[Stored items]
►
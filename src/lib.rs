//! **Semantic diffs of compiled configuration catalogs.**
//!
//! A compiled catalog is the full set of resources a configuration-management
//! server decided one node should have. `catalog-diff` loads two catalogs of
//! the same node (typically compiled from an old and a new code base),
//! normalizes them into a flat map of resources, and reports which resources
//! appeared, disappeared or changed parameters, together with a weighted
//! change score per node.
//!
//! ## Core Concepts & Modules
//!
//! - **[`parsers`]**: Reads `.yaml`, `.marshal`, `.pson` and `.json` catalog
//!   files into a [`RawCatalog`] of one [`SchemaGeneration`].
//! - **[`normalize`]**: Turns either schema generation into a
//!   [`NormalizedCatalog`] keyed by `Type[title]`.
//! - **[`diff`]**: The [`CatalogDiffer`] orchestrator, the identity and
//!   content comparers, statistics, the [`FleetDiffer`] for whole
//!   directories of nodes, and a result cache.
//! - **[`source`]**: Where compiled catalogs come from.
//! - **[`config`]**, **[`pipeline`]**, **[`cli`]**: The layers behind the
//!   `catalog-diff` binary.
//!
//! ## Diffing Two Catalogs
//!
//! ```no_run
//! use catalog_diff::{CatalogDiffer, DiffOptions, SchemaGeneration};
//!
//! fn main() -> Result<(), Box<dyn std::error::Error>> {
//!     let options = DiffOptions::builder()
//!         .exclude_classes(true)
//!         .ignore_parameter("checksum")
//!         .build()?;
//!
//!     let report = CatalogDiffer::new("old/web01.yaml", "new/web01.yaml")
//!         .with_schema(SchemaGeneration::Current)
//!         .with_options(options)
//!         .diff()?;
//!
//!     println!(
//!         "{} added, {} removed, node changed {:.2}%",
//!         report.only_in_new.len(),
//!         report.only_in_old.len(),
//!         report.node_percentage
//!     );
//!     Ok(())
//! }
//! ```
//!
//! ## Diffing a Fleet
//!
//! ```no_run
//! use catalog_diff::FleetDiffer;
//!
//! fn main() -> Result<(), Box<dyn std::error::Error>> {
//!     let report = FleetDiffer::new("catalogs/old", "catalogs/new")
//!         .with_threads(20)
//!         .run()?;
//!
//!     for node in &report.most_changed {
//!         println!("{}: {:.2}%", node.node, node.node_percentage);
//!     }
//!     Ok(())
//! }
//! ```

// Lint to discourage unwrap() in production code - prefer explicit error handling
#![warn(clippy::unwrap_used)]
#![allow(
    // Resource counts are far below f64's exact integer range
    clippy::cast_precision_loss,
    clippy::missing_errors_doc,
    clippy::missing_panics_doc,
    clippy::struct_excessive_bools,
    // `old`/`new` pairs are clear in context
    clippy::similar_names
)]

pub mod cli;
pub mod config;
pub mod diff;
pub mod error;
pub mod model;
pub mod normalize;
pub mod parsers;
pub mod pipeline;
pub mod source;
pub mod utils;

// Re-export main types for convenience
pub use config::{AppConfig, AppConfigBuilder, ConfigError, Validatable};
pub use diff::{
    compare, CatalogDiffer, DiffCache, DiffOptions, DiffOptionsBuilder, DiffReport,
    DiffStatistics, FleetDiffer, FleetReport, LoadedCatalogs,
};
pub use error::{CatalogDiffError, ErrorContext, Result};
pub use model::{
    Catalog, CatalogResource, CatalogSide, FactSet, LegacyCatalog, NormalizedCatalog, RawCatalog,
    Resource, ResourceId, SchemaGeneration,
};
pub use normalize::normalize;
pub use parsers::{load_catalog, CatalogFormat, CatalogParser};
pub use source::{CatalogSource, DirectoryCatalogSource};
◄
Task goal: Copy each line from the data that features the string "configuration".

Exercise answer:
//! **Semantic diffs of compiled configuration catalogs.**
//! A compiled catalog is the full set of resources a configuration-management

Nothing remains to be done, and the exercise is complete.